Meanwhile, the trio still has no idea what they will do with the money they got from the recovered briefcase, but Jamin is worried about Castro due to the said thing. While the personnel is leaving for Manila, Castro tells Mayor Valle about the briefcase, and the latter makes a deal with him. Castro agrees to the deal and admits to him that he was fed up with living in the camp. Worried about the rumors, Mesiong said that the money now belonged to the trio themselves, and he would threaten to kill them if someone wanted to take back the money they got from the briefcase.

At the town's center, or "poblacion", the townsfolk gathered together at the Anti-Rat Campaign, and Mayor Valle was present at the event. As the town secretary began to talk, Mayor Valle began creating a plan to take back the briefcase with Santos, who had second thoughts about the plan he had created. On the following day, Mayor Valle returns to the camp and talks with the other men, especially Castro, about the plan privately. Moments later, Ponsoy, Mesiong, Jamin, and the rest of the loggers return home, but at night, things get even worse. A group of men, whose heads were covered with bayong, began terrorizing the village, kidnapping the trio one by one, and when Didong came to check at Mesiong's house, he was shot to death, leading to the panic of the villagers and soldiers. After Santos informed Mayor Valle of the success and started to regret it, the latter told the former that there would be no back-outs in the mission. The following morning, Mayor Valle furiously arrived at the camp and asked Captain Salgado where Castro was.
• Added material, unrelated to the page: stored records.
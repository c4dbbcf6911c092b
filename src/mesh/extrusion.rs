use crate::error::{MeshError, Result};

use super::profile::BumperProfile;
use super::sweep::{straight_frames, sweep_profile};
use super::TriangleMesh;

/// Extrudes a bumper profile from the origin along `+z`, for free-standing
/// obstacle rails.
pub struct BuildBumperExtrusion {
    profile: BumperProfile,
    length: f64,
}

impl BuildBumperExtrusion {
    /// Creates a new `BuildBumperExtrusion` operation.
    #[must_use]
    pub fn new(profile: BumperProfile, length: f64) -> Self {
        Self { profile, length }
    }

    /// Executes the extrusion.
    ///
    /// # Errors
    ///
    /// Returns [`MeshError::InvalidParameters`] if the profile is invalid or
    /// the length is not a positive finite number.
    pub fn execute(&self) -> Result<TriangleMesh> {
        if !(self.length.is_finite() && self.length > 0.0) {
            return Err(MeshError::InvalidParameters(format!(
                "extrusion length must be positive, got {}",
                self.length
            ))
            .into());
        }
        self.profile.validate()?;

        let mesh = sweep_profile(&straight_frames(self.length), &self.profile.outline(), 0.0)?
            .welded();
        tracing::debug!(
            length = self.length,
            triangles = mesh.triangle_count(),
            "built bumper extrusion"
        );
        Ok(mesh)
    }
}

#[cfg(test)]
#[allow(clippy::unwrap_used)]
mod tests {
    use super::*;
    use crate::math::Point3;

    #[test]
    fn extrusion_spans_profile_and_length() {
        let profile = BumperProfile::default();
        let mesh = BuildBumperExtrusion::new(profile, 3.0).execute().unwrap();
        let (lo, hi) = mesh.aabb().unwrap();
        let half = profile.thickness * 0.5;
        assert!((lo - Point3::new(-half, 0.0, 0.0)).norm() < 1e-12);
        assert!((hi - Point3::new(half, profile.height, 3.0)).norm() < 1e-12);
        assert!(mesh.is_closed());
    }

    #[test]
    fn rounder_profiles_have_more_triangles() {
        let sharp = BumperProfile {
            bevel_radius: 0.0,
            ..BumperProfile::default()
        };
        let round = BumperProfile {
            bevel_segments: 8,
            ..BumperProfile::default()
        };
        let a = BuildBumperExtrusion::new(sharp, 1.0).execute().unwrap();
        let b = BuildBumperExtrusion::new(round, 1.0).execute().unwrap();
        // A plain box: four sides and two caps.
        assert_eq!(a.triangle_count(), 12);
        assert!(b.triangle_count() > a.triangle_count());
    }

    #[test]
    fn non_positive_length_is_rejected() {
        let profile = BumperProfile::default();
        assert!(BuildBumperExtrusion::new(profile, 0.0).execute().is_err());
        assert!(BuildBumperExtrusion::new(profile, f64::INFINITY).execute().is_err());
    }
}
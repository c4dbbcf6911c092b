use super::{Point2, TOLERANCE};

/// Computes the signed area of a closed polygon (shoelace formula).
///
/// Positive for counter-clockwise, negative for clockwise.
#[must_use]
pub fn signed_area(points: &[Point2]) -> f64 {
    let n = points.len();
    if n < 3 {
        return 0.0;
    }
    let mut sum = 0.0;
    for i in 0..n {
        let j = (i + 1) % n;
        sum += points[i].x * points[j].y - points[j].x * points[i].y;
    }
    sum * 0.5
}

/// Drops consecutive coincident points from a closed ring, including the
/// wrap-around pair.
#[must_use]
pub fn dedup_ring(points: &[Point2]) -> Vec<Point2> {
    let mut ring: Vec<Point2> = Vec::with_capacity(points.len());
    for &p in points {
        if ring.last().is_none_or(|last| (p - last).norm() > TOLERANCE) {
            ring.push(p);
        }
    }
    while ring.len() > 1 && (ring[0] - ring[ring.len() - 1]).norm() <= TOLERANCE {
        ring.pop();
    }
    ring
}

/// Returns the ring in counter-clockwise order.
#[must_use]
pub fn counter_clockwise(mut points: Vec<Point2>) -> Vec<Point2> {
    if signed_area(&points) < 0.0 {
        points.reverse();
    }
    points
}

#[cfg(test)]
mod tests {
    use super::*;

    fn p(x: f64, y: f64) -> Point2 {
        Point2::new(x, y)
    }

    #[test]
    fn ccw_square_has_positive_area() {
        let sq = [p(0.0, 0.0), p(2.0, 0.0), p(2.0, 2.0), p(0.0, 2.0)];
        assert!((signed_area(&sq) - 4.0).abs() < TOLERANCE);
    }

    #[test]
    fn cw_square_is_reversed() {
        let sq = vec![p(0.0, 0.0), p(0.0, 2.0), p(2.0, 2.0), p(2.0, 0.0)];
        assert!(signed_area(&sq) < 0.0);
        let ccw = counter_clockwise(sq);
        assert!(signed_area(&ccw) > 0.0);
    }

    #[test]
    fn dedup_removes_repeats_and_closing_point() {
        let ring = [p(0.0, 0.0), p(1.0, 0.0), p(1.0, 0.0), p(1.0, 1.0), p(0.0, 0.0)];
        let out = dedup_ring(&ring);
        assert_eq!(out.len(), 3);
    }

    #[test]
    fn degenerate_polygon_has_zero_area() {
        assert!(signed_area(&[p(0.0, 0.0), p(1.0, 1.0)]).abs() < TOLERANCE);
    }
}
Within the mountains, the trio was tied up and held hostage by the men led by Castro, whom Captain Salgado had noticed had shown unusual behavior in the previous days. Ponsoy, Mesiong, and Jamin were tortured and interrogated by Castro one by one, and he asked where the briefcase was. On the day of Didong's funeral, a group of Hukbalahap arrived in the village, but they told them that they were not involved in the crime of kidnapping the trio and Didong's death. Later on, the trio continued to be tortured one by one while their whole bodies (except their heads) were buried in the ground until the captors decided to kidnap Jamin's lover, Ising. In the village, Pinang and Ada begin to realize and suspect that Castro was involved in the kidnapping of their husbands, while the latter also realizes that Mayor Valle is a liar and untrustable.
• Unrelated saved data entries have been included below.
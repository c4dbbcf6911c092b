use std::sync::Arc;

use crate::catalog::SegmentSpec;
use crate::math::{Point2, Pose, Port};

slotmap::new_key_type! {
    /// Stable identifier of a segment instance within a hole.
    pub struct InstanceId;
}

/// One placed segment of a hole.
///
/// `position` and `rotation` are outputs of the solver; `prev`/`next` link
/// the neighbours in chain order.
#[derive(Debug, Clone, PartialEq)]
#[cfg_attr(feature = "serde", derive(serde::Serialize, serde::Deserialize))]
pub struct SegmentInstance {
    /// Stable identity, preserved across re-solves.
    pub id: InstanceId,
    /// Catalog id of the segment kind.
    pub spec_id: String,
    /// World position of the entry point.
    pub position: Point2,
    /// World rotation in degrees, in `[0, 360)`.
    pub rotation: f64,
    /// Previous instance in the chain.
    pub prev: Option<InstanceId>,
    /// Next instance in the chain.
    pub next: Option<InstanceId>,
}

impl SegmentInstance {
    /// Creates an unsolved, unlinked instance at the origin.
    #[must_use]
    pub fn new(id: InstanceId, spec_id: impl Into<String>) -> Self {
        Self {
            id,
            spec_id: spec_id.into(),
            position: Point2::origin(),
            rotation: 0.0,
            prev: None,
            next: None,
        }
    }

    /// World placement of the instance's local frame.
    #[must_use]
    pub fn pose(&self) -> Pose {
        Pose {
            position: self.position,
            rotation: self.rotation,
        }
    }
}

/// A solved instance together with the spec it was solved against.
#[derive(Debug, Clone)]
pub struct SolvedSegment {
    instance: SegmentInstance,
    spec: Arc<SegmentSpec>,
}

impl SolvedSegment {
    pub(super) fn new(instance: SegmentInstance, spec: Arc<SegmentSpec>) -> Self {
        Self { instance, spec }
    }

    /// The solved instance.
    #[must_use]
    pub fn instance(&self) -> &SegmentInstance {
        &self.instance
    }

    /// The spec this instance was solved with.
    #[must_use]
    pub fn spec(&self) -> &SegmentSpec {
        &self.spec
    }

    /// World placement of the segment.
    #[must_use]
    pub fn pose(&self) -> Pose {
        self.instance.pose()
    }

    /// World-space exit port of the segment.
    #[must_use]
    pub fn exit_port(&self) -> Port {
        self.pose().exit_port(self.spec.exit())
    }
}

/// Output of the chain solver.
///
/// Bounds and mesh building take a `SolvedChain`, so they can never see raw,
/// unsolved instances.
#[derive(Debug, Clone, Default)]
pub struct SolvedChain {
    segments: Vec<SolvedSegment>,
}

impl SolvedChain {
    pub(super) fn new(segments: Vec<SolvedSegment>) -> Self {
        Self { segments }
    }

    /// Number of segments.
    #[must_use]
    pub fn len(&self) -> usize {
        self.segments.len()
    }

    /// Returns whether the chain is empty.
    #[must_use]
    pub fn is_empty(&self) -> bool {
        self.segments.is_empty()
    }

    /// Solved segments in chain order.
    #[must_use]
    pub fn segments(&self) -> &[SolvedSegment] {
        &self.segments
    }

    /// Iterates the solved segments in chain order.
    pub fn iter(&self) -> std::slice::Iter<'_, SolvedSegment> {
        self.segments.iter()
    }

    /// Iterates the solved instances in chain order.
    pub fn instances(&self) -> impl Iterator<Item = &SegmentInstance> {
        self.segments.iter().map(SolvedSegment::instance)
    }

    /// Consumes the chain, returning the solved instances.
    #[must_use]
    pub fn into_instances(self) -> Vec<SegmentInstance> {
        self.segments.into_iter().map(|s| s.instance).collect()
    }

    /// Finds a solved segment by instance id.
    #[must_use]
    pub fn get(&self, id: InstanceId) -> Option<&SolvedSegment> {
        self.segments.iter().find(|s| s.instance.id == id)
    }

    /// The open end of the chain, where the cup sits or the next segment
    /// would attach. `None` for an empty chain.
    #[must_use]
    pub fn exit_port(&self) -> Option<Port> {
        self.segments.last().map(SolvedSegment::exit_port)
    }
}

impl<'a> IntoIterator for &'a SolvedChain {
    type Item = &'a SolvedSegment;
    type IntoIter = std::slice::Iter<'a, SolvedSegment>;

    fn into_iter(self) -> Self::IntoIter {
        self.segments.iter()
    }
}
At night, while Benito is on his way home from fishing, he discovers the location where the captors torture and hold hostage the trio, and he even witnesses the intimidation done by Castro to Ising. After seeing the whole act, he returned home immediately and informed Pinang, Ada, and the rest of his family about it. On the following morning, Mayor Valle and Santos prepare to go to the mountains to retrieve the money while the platoon of soldiers led by Captain Salgado begins their last mission (also in the mountains) before they are reassigned to the town capital. At the same time, Pinang and Ada decided to arm themselves and release their husbands from their captors.

As the wives finally arrived at the location and returned the briefcase, a battle between them followed. As Castro tried to flee with the briefcase, Pinang shot him in the leg before Ada could finish the job by stabbing him to death. After killing Castro and their fellow captors, the wives and Benito finally freed the trio and Ising, and they fled from the area immediately. Moments later, Mayor Valle and Santos finally reached the location, and despite discovering that Castro and the others were killed, they found the briefcase lying on the ground. As Santos gave the briefcase to the mayor, he was shot to death, and as he opened the briefcase, the platoon arrived, and a firefight began. The firefight between Mayor Valle and the platoon ended with the former being shot to death, and Captain Salgado, who was shot in the arm, discovered the nasty motives of the mayor and his men.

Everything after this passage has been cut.